Rana Daggubati became a household name all over India with his role of Bhalladeva in SS Rajammouli’s Bahubali 1 and Bahubali 2. Rana is a fine actor and has done many movies before Bahubali gave him a pan-Indian identity. Rana’s upcoming movie is named ‘Virata Parvam’, scheduled to release on June 17. The movie also has Sai Pallavi, Nandita Das, and Priyamani in other roles.
The trailer of the movie shows that Rana plays the role of the central character Ravanna, a Naxal leader while Sai Pallavi plays a besotted starry-eyed village lass who falls in love with Ravanna’s writings and eventually with Ravanna himself, then becomes a Naxal to join him.
Now, there is nothing wrong is telling stories of Naxals, but any aware Indian knows how much the violence, bloodshed and depravity the movement has caused. Naxal apologists often try to portray the movement as a righteous war for justice and equality, something that is reverberating with very dramatic music and visuals in the Virata Parvam trailer, but they pretend to forget that Naxal terrorists have also exploited, killed and raped tribals all these years, the very people whose rights they have been claiming to protect.
Naxals reject the idea of the government bringing roads, healthcare, jobs, schools and other facilities to people living in the hinterlands. They want the people living in those areas to perpetually live in the darkness of superstitions, diseases and anarchy, deprived of the opportunities that a common Indian gets.
Leftist political parties, which are the apologists and ‘city-branch’ of the Naxal terrorists operating in the hinterlands, oppose every single infrastructure project, announce support for China and try to recruit young people into the anarchist movements where lives are lost in despair and depravity.

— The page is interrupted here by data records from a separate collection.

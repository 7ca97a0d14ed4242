//! JSON Schema construction and validation.
//!
//! Tools declare their accepted input (and optionally their output) as
//! JSON Schema values. The builder here covers the shapes registration
//! code actually writes; anything fancier can be passed as a raw
//! `serde_json::Value`. Validation is a pluggable seam: the shipped
//! [`StructuralValidator`] checks a structural subset and lets everything
//! it does not understand pass.

mod builder;
mod validate;

pub use builder::{array, boolean, integer, nullable, number, object, string};
pub use builder::{FieldSchema, ObjectSchema};
pub use validate::{SchemaError, SchemaValidator, StructuralValidator};
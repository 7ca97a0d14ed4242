//! Tool trait and types.

use std::time::Duration;

use async_trait::async_trait;
use futures::future::BoxFuture;
use serde::{Deserialize, Serialize};
use thiserror::Error;

use crate::context::WorkerContext;
use crate::error::DocumentError;

/// Error type for tool execution.
#[derive(Debug, Error)]
pub enum ToolError {
    #[error("Invalid parameters: {0}")]
    InvalidParameters(String),

    #[error("Execution failed: {0}")]
    ExecutionFailed(String),

    #[error("Output violates the declared schema: {0}")]
    SchemaViolation(String),

    #[error("External service error: {0}")]
    ExternalService(String),

    #[error(transparent)]
    Document(#[from] DocumentError),
}

/// Output from a tool execution.
#[derive(Debug, Clone, Serialize, Deserialize)]
pub struct ToolOutput {
    /// The result data.
    pub result: serde_json::Value,
    /// Time taken.
    pub duration: Duration,
}

impl ToolOutput {
    /// Create a successful output with a JSON result.
    pub fn success(result: serde_json::Value, duration: Duration) -> Self {
        Self { result, duration }
    }

    /// Create a text output.
    pub fn text(text: impl Into<String>, duration: Duration) -> Self {
        Self {
            result: serde_json::Value::String(text.into()),
            duration,
        }
    }
}

/// Declarative description of a tool, published to the agent runtime.
#[derive(Debug, Clone, Serialize, Deserialize)]
pub struct ToolSchema {
    pub name: String,
    pub title: String,
    pub description: String,
    pub parameters: serde_json::Value,
    #[serde(skip_serializing_if = "Option::is_none")]
    pub output: Option<serde_json::Value>,
}

/// Trait for tools the agent can call.
#[async_trait]
pub trait Tool: Send + Sync {
    /// Get the tool name, unique within a worker.
    fn name(&self) -> &str;

    /// Get the human-readable title.
    fn title(&self) -> &str;

    /// Get a description of what the tool does, shown to the agent.
    fn description(&self) -> &str;

    /// Get the JSON Schema for the tool's input.
    fn parameters_schema(&self) -> serde_json::Value;

    /// Get the JSON Schema for the tool's output, if it declares one.
    fn output_schema(&self) -> Option<serde_json::Value> {
        None
    }

    /// Execute the tool with validated input.
    async fn execute(
        &self,
        input: serde_json::Value,
        ctx: &WorkerContext,
    ) -> Result<ToolOutput, ToolError>;

    /// Get the full schema record for this tool.
    fn schema(&self) -> ToolSchema {
        ToolSchema {
            name: self.name().to_string(),
            title: self.title().to_string(),
            description: self.description().to_string(),
            parameters: self.parameters_schema(),
            output: self.output_schema(),
        }
    }
}

type ToolHandler = Box<
    dyn Fn(serde_json::Value, WorkerContext) -> BoxFuture<'static, Result<serde_json::Value, ToolError>>
        + Send
        + Sync,
>;

/// Declarative configuration for a closure-backed tool.
///
/// Mirrors the registration shape of the original SDK: a title, a
/// description, an input schema, an optional output schema, and the
/// handler itself.
pub struct ToolConfig {
    title: String,
    description: String,
    schema: serde_json::Value,
    output_schema: Option<serde_json::Value>,
    handler: ToolHandler,
}

impl ToolConfig {
    /// Create a tool configuration from its metadata and handler.
    pub fn new<F, Fut>(
        title: impl Into<String>,
        description: impl Into<String>,
        schema: impl Into<serde_json::Value>,
        handler: F,
    ) -> Self
    where
        F: Fn(serde_json::Value, WorkerContext) -> Fut + Send + Sync + 'static,
        Fut: Future<Output = Result<serde_json::Value, ToolError>> + Send + 'static,
    {
        Self {
            title: title.into(),
            description: description.into(),
            schema: schema.into(),
            output_schema: None,
            handler: Box::new(move |input, ctx| Box::pin(handler(input, ctx))),
        }
    }

    /// Declare the output schema.
    pub fn output_schema(mut self, schema: impl Into<serde_json::Value>) -> Self {
        self.output_schema = Some(schema.into());
        self
    }
}

/// A tool backed by a closure, built from a name plus a [`ToolConfig`].
pub struct FnTool {
    name: String,
    config: ToolConfig,
}

impl FnTool {
    pub fn new(name: impl Into<String>, config: ToolConfig) -> Self {
        Self {
            name: name.into(),
            config,
        }
    }
}

#[async_trait]
impl Tool for FnTool {
    fn name(&self) -> &str {
        &self.name
    }

    fn title(&self) -> &str {
        &self.config.title
    }

    fn description(&self) -> &str {
        &self.config.description
    }

    fn parameters_schema(&self) -> serde_json::Value {
        self.config.schema.clone()
    }

    fn output_schema(&self) -> Option<serde_json::Value> {
        self.config.output_schema.clone()
    }

    async fn execute(
        &self,
        input: serde_json::Value,
        ctx: &WorkerContext,
    ) -> Result<ToolOutput, ToolError> {
        let start = std::time::Instant::now();
        let result = (self.config.handler)(input, ctx.clone()).await?;
        Ok(ToolOutput::success(result, start.elapsed()))
    }
}

#[cfg(test)]
mod tests {
    use super::*;
    use crate::context::test_context;
    use crate::schema;

    fn shout_tool() -> FnTool {
        FnTool::new(
            "shout",
            ToolConfig::new(
                "Shout",
                "Upper-cases the given text.",
                schema::object().required_property("text", schema::string()),
                |input, _ctx| async move {
                    let text = input.get("text").and_then(|v| v.as_str()).ok_or_else(|| {
                        ToolError::InvalidParameters("missing 'text' parameter".to_string())
                    })?;
                    Ok(serde_json::Value::String(text.to_uppercase()))
                },
            )
            .output_schema(schema::string()),
        )
    }

    #[tokio::test]
    async fn test_fn_tool_executes_handler() {
        let tool = shout_tool();
        let ctx = test_context();

        let output = tool
            .execute(serde_json::json!({"text": "hi"}), &ctx)
            .await
            .unwrap();

        assert_eq!(output.result, serde_json::json!("HI"));
    }

    #[test]
    fn test_fn_tool_schema() {
        let tool = shout_tool();
        let schema = tool.schema();

        assert_eq!(schema.name, "shout");
        assert_eq!(schema.title, "Shout");
        assert!(schema.output.is_some());
        assert_eq!(schema.parameters["required"], serde_json::json!(["text"]));
    }
}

Whatever the political equations of earlier decades, the reality is that Naxals are terrorists, home-grown terrorists who work against the Indian nation, inspired and aided by foreign powers.
So why are mainstream Tollywood stars with millions of dedicated fan following so hell-bent on romanticising a dead, decomposed ideology that has brought nothing but despair and destruction to every single country that experimented with it? Leftists have killed more people than any other political power in modern times, more people than even Islamic terrorists, and nuclear weapons have killed. Leftist ideologies invariably bring dictators to power in country after country, who then go on committing genocides and keep their own subjects inside walls. Be it Cambodia, North Korea, South America, China or Soviet Russia, communist Leftist ideologies have always, always brought doom and mass murder.
So why is this failed, rejected, discarded ideology that has only deaths and depravity to show for being romanticised by mainstream moviemakers? Why?
Ram Charan and Megastar Chiranjeevi’s recent movie Acharya is another Naxal-worshiping drivel
While most of India is rejoicing and celebrating the super energising, visually extravagant RRR by Rajamouli where Telugu superstar Ram Charan, the son of Megastar Chiranjeevi plays the role inspired by freedom fighter Alluri Sitharamaraju, Ram Charan has stared in another movie Acharya, where his father Chiranjeevi plays the lead role.
Acharya is nothing but Naxal-worshiping drivel packaged as a movie that seems rich with Indic, Hindu visuals. The movie hides the Naxal ideology behind the curtain of Hindu traditional visuals and tries to portray that it is only the Naxals who protect the traditional Ayurvedic practices and rural villages that are rich in biodiversity and proudly follow their Hindu practices.
The movie even goes to the realm of employing visual effects where the Naxal leader, who is defined as a hero who kills the ‘evil’ police and paramilitary forces, is shown ‘chosen’ by the divine powers of Maa Durga who protects the ancient Ayurveda practitioners of the village depicted in the movie.
Storytelling is important, storytelling is beautiful. But is it necessary to tell fake stories that fan a fake narrative and nudge a vulnerable population group towards an ideology that brings nothing but death and despair?
Stories need to, deserve to be told. Agreed. But who made the rule that storytellers have to be stupid? Movies that focus on the angry young man working against the system have always been popular. Take Pushpa, KGF, or even a number of Hollywood hits, but peddling a politics that has kept whole regions of India unsafe and in poverty for decades? Seriously? What exactly are superstars like Rana Daggubati, Ram Charan and Chiranjeevi trying to achieve by it?